Самолюбие… во время военных действий. Стыдно!.. Как же его звали, а? Я уж что-то не помню… Федор, кажется, Титов?.. Или это — младший Федор…

— Не знаю, как его звали… Каждый флотский офицер на бастионах дорог, а он…

— Стыдно… стыдно… Больной, впрочем… Жалко… А, может, тебя, Витя, все-таки, а?.. все-таки в ординарцах оставят?.. Сохраннее… было бы сохраннее… — осторожно заметил отец, пристально поглядев на сына.

— Будто Чекеруль-Куша, ординарца, не убили десятого марта, папа, я ведь тебе говорил!.. А то вот, вчера только, боцмана Барабаша у нас, на Малаховом, убило ядром. Пуля его ни разу не тронула, так что он насчет пуль был спокоен. Так и говорил: «Не отлили еще, не доставили на меня пулю…» О пулях не беспокоился, а про ядро забыл. Оказалось, что ядро отлили и доставили… А знаешь, папа, кстати, что на днях наш Юрковский говорил? Будто Корнилов, адмирал, от какой-то шашки чеченской погиб.

— Как же так от шашки?

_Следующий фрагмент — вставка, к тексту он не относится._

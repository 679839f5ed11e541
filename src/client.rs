//! Path-indexed directory of stores. A `Client` is the entry point
//! application code holds onto; stores themselves are created lazily the
//! first time their path is asked for and evicted once nothing subscribes
//! to them, the same "dumb map, smart accessor" shape as the teacher's
//! `InMemoryBackend` sitting underneath its domain-logic layer — except
//! here the map holds live stores instead of serialized bytes.

use crate::error::EngineError;
use crate::modifiers::StoreOptions;
use crate::operation::{Mutation, PaginatedQuery, Query};
use crate::path::Path;
use crate::store::{downcast_mutation, downcast_paginated, downcast_query, ErasedStore, MutationStore, PaginatedStore, QueryStore};
use crate::warning::{default_reporter, WarningReporter};
use parking_lot::Mutex;
use std::collections::HashMap;
use std::sync::Arc;

pub struct Client {
    default_options: StoreOptions,
    stores: Mutex<HashMap<Path, Arc<dyn ErasedStore>>>,
    max_stores: Option<usize>,
    warning_reporter: Arc<dyn WarningReporter>,
}

impl Client {
    pub fn new(default_options: StoreOptions) -> Arc<Self> {
        Arc::new(Self {
            default_options,
            stores: Mutex::new(HashMap::new()),
            max_stores: None,
            warning_reporter: default_reporter(),
        })
    }

    pub fn with_max_stores(mut self: Arc<Self>, max_stores: usize) -> Arc<Self> {
        Arc::get_mut(&mut self)
            .expect("Client must not yet be shared when configuring max_stores")
            .max_stores = Some(max_stores);
        self
    }

    pub fn store_count(&self) -> usize {
        self.stores.lock().len()
    }

    /// Returns every store whose path satisfies `predicate`, most commonly
    /// used with [`Path::is_prefix_of`] to find every store under a subtree.
    pub fn stores_matching(&self, predicate: impl Fn(&Path) -> bool) -> Vec<Arc<dyn ErasedStore>> {
        self.stores
            .lock()
            .values()
            .filter(|store| predicate(&store.path()))
            .cloned()
            .collect()
    }

    /// Drops every cached store with no active subscribers. Stores with at
    /// least one subscriber are left untouched even if nothing has run
    /// recently — eviction is driven purely by subscriber count, not
    /// staleness.
    pub fn clear_cache(&self) {
        let mut stores = self.stores.lock();
        let before = stores.len();
        stores.retain(|_, store| store.subscriber_count() > 0);
        let evicted = before - stores.len();
        if evicted > 0 {
            tracing::info!(evicted, remaining = stores.len(), "evicted unsubscribed stores from cache");
        }
    }

    fn make_room(&self, stores: &mut HashMap<Path, Arc<dyn ErasedStore>>) {
        let Some(max) = self.max_stores else { return };
        if stores.len() < max {
            return;
        }
        let victim = stores
            .iter()
            .find(|(_, store)| store.subscriber_count() == 0)
            .map(|(path, _)| path.clone());
        match victim {
            Some(path) => {
                stores.remove(&path);
            }
            None => self.warning_reporter.report(&EngineError::StoreCapacityExceeded(max)),
        }
    }

    pub fn query_store<Q: Query>(&self, operation: Q) -> Arc<QueryStore<Q>> {
        let path = operation.path();
        let mut stores = self.stores.lock();
        if let Some(existing) = stores.get(&path) {
            if let Some(store) = downcast_query::<Q>(existing.clone()) {
                return store;
            }
        }
        self.make_room(&mut stores);
        let store = QueryStore::new(operation, self.default_options.clone());
        stores.insert(path, store.clone());
        store
    }

    pub fn paginated_store<P: PaginatedQuery>(&self, operation: P) -> Arc<PaginatedStore<P>> {
        let path = operation.path();
        let mut stores = self.stores.lock();
        if let Some(existing) = stores.get(&path) {
            if let Some(store) = downcast_paginated::<P>(existing.clone()) {
                return store;
            }
        }
        self.make_room(&mut stores);
        let store = PaginatedStore::new(operation, self.default_options.clone());
        stores.insert(path, store.clone());
        store
    }

    pub fn mutation_store<M: Mutation>(&self, operation: M) -> Arc<MutationStore<M>> {
        let path = operation.path();
        let mut stores = self.stores.lock();
        if let Some(existing) = stores.get(&path) {
            if let Some(store) = downcast_mutation::<M>(existing.clone()) {
                return store;
            }
        }
        self.make_room(&mut stores);
        let store = MutationStore::new(operation, self.default_options.clone());
        stores.insert(path, store.clone());
        store
    }

    /// Seeds another path's query cache directly, bypassing its operation.
    /// Typical use: a mutation's result already contains the up-to-date
    /// value for some unrelated query's path, so rerunning that query would
    /// be wasted work.
    pub fn seed_query<Q: Query>(&self, operation: Q, value: Q::Value) {
        self.query_store(operation).set_result(Ok(value));
    }
}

От какой такой это… шашки?.. От ядра ведь…

Что ты болтаешь? — всполошился Иван Ильич.

— Ядро ядром, конечно, а шашка какая-то тут тоже замешана…

Получается так, что если бы не шашка, какая была тогда на Корнилове, он бы, может, и не погиб…

— Вздор какой-то! — вытаращил глаза отец, а сын продолжал, пожимая плечами:

— Чепуха, конечно, а почему-то Юрковский рассказывал же! Сам же над этим посмеивался, а на других все-таки поглядывал, как они отнесутся… Ты лейтенанта Железнова помнишь, папа, или уж забыл?

— Железнова?.. Это адъютант… адъютант Корнилова был!.. Как же не помню… Убит был, на пароходе «Владимир» убит.

— Ну, вот то-то и дело, что убит… И только он один из всех офицеров тогда и был убит, больше никто, а пальба была большая…

— Часа… часа два никак, а? — поискав в закоулках памяти, с усилием сказал Иван Ильич.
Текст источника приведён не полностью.